- Your instructions: Tally how many lines in the data hold the word "push", and give the result with no other text.

Top of Materials provided

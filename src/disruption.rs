use log::{error, info, warn};
use rand::seq::SliceRandom;
use rand_chacha::ChaCha8Rng;

use crate::col::{set_from, HashSet};
use crate::graph::Graph;
use crate::network::StationIdx;
use crate::passenger::{Passenger, PassengerKind, Trip};
use crate::path::PathSegment;
use crate::population::Population;
use crate::primitives::Time;
use crate::reroute::{self, RerouteStats};
use crate::simulation::InitError;
use crate::train::Train;

#[derive(Debug, Clone, PartialEq, Eq)]
pub enum DisruptionEvent {
    StationClosed {
        station: StationIdx,
        start: Time,
        end: Time,
    },
    /// Closes every station between `from` and `to` on a line serving both.
    LineClosed {
        from: StationIdx,
        to: StationIdx,
        start: Time,
        end: Time,
    },
    /// Extra seconds on the hop between two adjacent stations, both directions.
    LineDelay {
        from: StationIdx,
        to: StationIdx,
        delay: Time,
        start: Time,
        end: Time,
    },
    /// `size` extra passengers appear at `station` at `time`.
    AttendancePeak {
        station: StationIdx,
        time: Time,
        size: usize,
    },
}

impl DisruptionEvent {
    pub fn kind_name(&self) -> &'static str {
        match self {
            DisruptionEvent::StationClosed { .. } => "station_closed",
            DisruptionEvent::LineClosed { .. } => "line_closed",
            DisruptionEvent::LineDelay { .. } => "line_delay",
            DisruptionEvent::AttendancePeak { .. } => "attendance_peak",
        }
    }

    pub fn start(&self) -> Time {
        match *self {
            DisruptionEvent::StationClosed { start, .. }
            | DisruptionEvent::LineClosed { start, .. }
            | DisruptionEvent::LineDelay { start, .. } => start,
            DisruptionEvent::AttendancePeak { time, .. } => time,
        }
    }

    /// `None` for instantaneous events.
    pub fn end(&self) -> Option<Time> {
        match *self {
            DisruptionEvent::StationClosed { end, .. }
            | DisruptionEvent::LineClosed { end, .. }
            | DisruptionEvent::LineDelay { end, .. } => Some(end),
            DisruptionEvent::AttendancePeak { .. } => None,
        }
    }

    fn validate(&self, graph: &Graph) -> Result<(), InitError> {
        let known = |station: StationIdx| {
            if graph.contains(station) {
                Ok(())
            } else {
                Err(InitError::UnknownStation(station))
            }
        };
        if let Some(end) = self.end() {
            if end < self.start() {
                return Err(InitError::InvalidEventWindow {
                    start: self.start(),
                    end,
                });
            }
        }
        match *self {
            DisruptionEvent::StationClosed { station, .. }
            | DisruptionEvent::AttendancePeak { station, .. } => known(station),
            DisruptionEvent::LineClosed { from, to, .. } => {
                known(from)?;
                known(to)?;
                match graph.common_line(from, to) {
                    Some(_) => Ok(()),
                    None => Err(InitError::NoCommonLine { from, to }),
                }
            }
            DisruptionEvent::LineDelay {
                from, to, delay, ..
            } => {
                known(from)?;
                known(to)?;
                if delay < 0 {
                    Err(InitError::NegativeDelay { from, to, delay })
                } else if !graph.are_adjacent(from, to) {
                    Err(InitError::DelayOnNonAdjacentStations { from, to })
                } else {
                    Ok(())
                }
            }
        }
    }
}

#[derive(Debug, Clone, Copy, PartialEq, Eq)]
enum EventState {
    Pending,
    Active,
    Finished,
}

#[derive(Debug, Clone)]
struct Scheduled {
    event: DisruptionEvent,
    state: EventState,
}

#[derive(Debug, Clone, PartialEq, Eq)]
pub struct DisruptionLogEntry {
    /// Simulation time of the tick that processed the event.
    pub time: Time,
    pub event: DisruptionEvent,
}

/// Events fire when their time falls in `(after, until]`.
#[derive(Debug, Clone, Copy, PartialEq, Eq)]
pub struct EventWindow {
    pub after: Time,
    pub until: Time,
}

impl EventWindow {
    pub fn contains(&self, time: Time) -> bool {
        self.after < time && time <= self.until
    }
}

/// Everything a disruption may change.
pub struct NetworkState<'a> {
    pub graph: &'a mut Graph,
    pub population: &'a mut Population,
    pub trains: &'a mut [Train],
    pub rng: &'a mut ChaCha8Rng,
    pub stats: &'a mut RerouteStats,
    pub now: Time,
}

/// The four event lists, processed in a fixed order: station closures, line delays, line
/// closures, attendance peaks.
#[derive(Debug, Clone, Default)]
pub struct DisruptionSet {
    station_closed: Vec<Scheduled>,
    line_delay: Vec<Scheduled>,
    line_closed: Vec<Scheduled>,
    attendance_peak: Vec<Scheduled>,
    activated: Vec<DisruptionLogEntry>,
    deactivated: Vec<DisruptionLogEntry>,
}

impl DisruptionSet {
    pub fn new(events: impl IntoIterator<Item = DisruptionEvent>) -> Self {
        let mut set = Self::default();
        for event in events {
            set.push(event);
        }
        set
    }

    pub fn push(&mut self, event: DisruptionEvent) {
        let list = match event {
            DisruptionEvent::StationClosed { .. } => &mut self.station_closed,
            DisruptionEvent::LineDelay { .. } => &mut self.line_delay,
            DisruptionEvent::LineClosed { .. } => &mut self.line_closed,
            DisruptionEvent::AttendancePeak { .. } => &mut self.attendance_peak,
        };
        list.push(Scheduled {
            event,
            state: EventState::Pending,
        });
    }

    fn all(&self) -> impl Iterator<Item = &Scheduled> {
        self.station_closed
            .iter()
            .chain(&self.line_delay)
            .chain(&self.line_closed)
            .chain(&self.attendance_peak)
    }

    pub fn events(&self) -> impl Iterator<Item = &DisruptionEvent> {
        self.all().map(|it| &it.event)
    }

    pub fn len(&self) -> usize {
        self.all().count()
    }

    pub fn is_empty(&self) -> bool {
        self.len() == 0
    }

    pub fn num_finished(&self) -> usize {
        self.all()
            .filter(|it| it.state == EventState::Finished)
            .count()
    }

    /// Marks every event as pending again and forgets the logs.
    pub fn reset(&mut self) {
        for scheduled in self
            .station_closed
            .iter_mut()
            .chain(&mut self.line_delay)
            .chain(&mut self.line_closed)
            .chain(&mut self.attendance_peak)
        {
            scheduled.state = EventState::Pending;
        }
        self.activated.clear();
        self.deactivated.clear();
    }

    pub fn activated(&self) -> &[DisruptionLogEntry] {
        &self.activated
    }

    pub fn deactivated(&self) -> &[DisruptionLogEntry] {
        &self.deactivated
    }

    pub fn validate(&self, graph: &Graph) -> Result<(), InitError> {
        self.events().try_for_each(|event| event.validate(graph))
    }

    /// Activates and deactivates every event whose start or end lies in `window`.
    pub fn apply(&mut self, window: EventWindow, state: &mut NetworkState) {
        let lists = [
            &mut self.station_closed,
            &mut self.line_delay,
            &mut self.line_closed,
            &mut self.attendance_peak,
        ];
        for list in lists {
            for scheduled in list.iter_mut() {
                process(
                    scheduled,
                    window,
                    state,
                    &mut self.activated,
                    &mut self.deactivated,
                );
            }
        }
    }
}

fn process(
    scheduled: &mut Scheduled,
    window: EventWindow,
    state: &mut NetworkState,
    activated: &mut Vec<DisruptionLogEntry>,
    deactivated: &mut Vec<DisruptionLogEntry>,
) {
    if scheduled.state == EventState::Pending && window.contains(scheduled.event.start()) {
        info!("Activating {:?}", scheduled.event);
        activate(&scheduled.event, state);
        activated.push(DisruptionLogEntry {
            time: state.now,
            event: scheduled.event.clone(),
        });
        scheduled.state = match scheduled.event.end() {
            Some(_) => EventState::Active,
            None => EventState::Finished,
        };
    }
    if scheduled.state == EventState::Active
        && scheduled.event.end().is_some_and(|end| window.contains(end))
    {
        info!("Deactivating {:?}", scheduled.event);
        deactivate(&scheduled.event, state);
        deactivated.push(DisruptionLogEntry {
            time: state.now,
            event: scheduled.event.clone(),
        });
        scheduled.state = EventState::Finished;
    }
}

fn activate(event: &DisruptionEvent, state: &mut NetworkState) {
    match *event {
        DisruptionEvent::StationClosed { station, .. } => close_stations(state, &[station]),
        DisruptionEvent::LineClosed { from, to, .. } => {
            let stations = state.graph.stations_between(from, to).unwrap_or_default();
            close_stations(state, &stations);
        }
        DisruptionEvent::LineDelay {
            from, to, delay, ..
        } => change_delay(state, from, to, delay),
        DisruptionEvent::AttendancePeak {
            station,
            time,
            size,
        } => spawn_attendance(state, station, time, size),
    }
}

fn deactivate(event: &DisruptionEvent, state: &mut NetworkState) {
    match *event {
        DisruptionEvent::StationClosed { station, .. } => reopen_stations(state, &[station]),
        DisruptionEvent::LineClosed { from, to, .. } => {
            let stations = state.graph.stations_between(from, to).unwrap_or_default();
            reopen_stations(state, &stations);
        }
        DisruptionEvent::LineDelay { from, to, .. } => change_delay(state, from, to, 0),
        DisruptionEvent::AttendancePeak { .. } => {}
    }
}

fn regenerate(graph: &mut Graph) {
    // The previous paths stay in place if the new ones cannot be built.
    if let Err(err) = graph.regenerate() {
        error!("Could not regenerate paths: {:?}", err);
    }
}

fn close_stations(state: &mut NetworkState, stations: &[StationIdx]) {
    let closed: HashSet<StationIdx> = set_from(
        stations
            .iter()
            .copied()
            .filter(|&s| state.graph.station_mut(s).close()),
    );
    if closed.is_empty() {
        return;
    }
    regenerate(state.graph);
    *state.stats += reroute::reroute_population(
        state.graph,
        state.population,
        state.trains,
        &closed,
        state.now,
    );
}

fn reopen_stations(state: &mut NetworkState, stations: &[StationIdx]) {
    let mut changed = false;
    for &station in stations {
        changed |= state.graph.station_mut(station).reopen();
    }
    if !changed {
        return;
    }
    regenerate(state.graph);
    let still_closed: HashSet<StationIdx> = set_from(
        state
            .graph
            .stations()
            .filter(|&s| state.graph.station(s).is_closed()),
    );
    *state.stats += reroute::reroute_population(
        state.graph,
        state.population,
        state.trains,
        &still_closed,
        state.now,
    );
}

fn change_delay(state: &mut NetworkState, from: StationIdx, to: StationIdx, delay: Time) {
    let old_duration = state.graph.segment_time(from, to);
    if let Err(err) = state.graph.add_delay(from, to, delay) {
        warn!("Ignoring delay between {:?} and {:?}: {:?}", from, to, err);
        return;
    }
    let new_duration = state.graph.segment_time(from, to);
    for train in state.trains.iter_mut().filter(|t| t.is_between(from, to)) {
        adjust_arrival(train, state.now, old_duration, new_duration);
    }
}

/// Scales the remaining travel time of a train on a segment whose duration changed.
fn adjust_arrival(train: &mut Train, now: Time, old_duration: Time, new_duration: Time) {
    let time_left = (train.next_station_arrival - now).abs();
    if old_duration <= 0 || time_left > old_duration {
        // Still dwelling at the start of the segment.
        train.next_station_arrival += new_duration - old_duration;
    } else {
        let percent = time_left as f64 / old_duration as f64;
        train.next_station_arrival = now + (new_duration as f64 * percent).round() as Time;
    }
}

/// Spawns `size` passengers with random destinations at `station`. Passengers without a route,
/// or at a closed station, stay outside with their trip cancelled.
fn spawn_attendance(state: &mut NetworkState, station: StationIdx, time: Time, size: usize) {
    let closed = state.graph.station(station).is_closed();
    let destinations: Vec<StationIdx> = state.graph.stations().filter(|&s| s != station).collect();
    let mut unroutable = 0;
    for _ in 0..size {
        let Some(&destination) = destinations.choose(&mut *state.rng) else {
            break;
        };
        let path = match state.graph.find_path(station, destination) {
            Ok(path) if !closed => Some(path.clone()),
            _ => None,
        };
        let id = state.population.next_passenger_id();
        match path {
            Some(path) => {
                let trip = Trip::new(time, path);
                let mut passenger = Passenger::new(id, PassengerKind::Occasional, vec![trip]);
                passenger.start_next_trip();
                state.population.add_in_station(station, passenger);
            }
            None => {
                let trip = Trip::towards(time, PathSegment::single(station), destination);
                let mut passenger = Passenger::new(id, PassengerKind::Occasional, vec![trip]);
                passenger.cancel_active_trip();
                state.population.add_outside(passenger);
                unroutable += 1;
            }
        }
    }
    if unroutable > 0 {
        warn!(
            "{} of {} peak passengers at {:?} have no route",
            unroutable, size, station
        );
        state.stats.cancelled += unroutable;
    }
}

Bottom of Materials provided

- Finished task: 5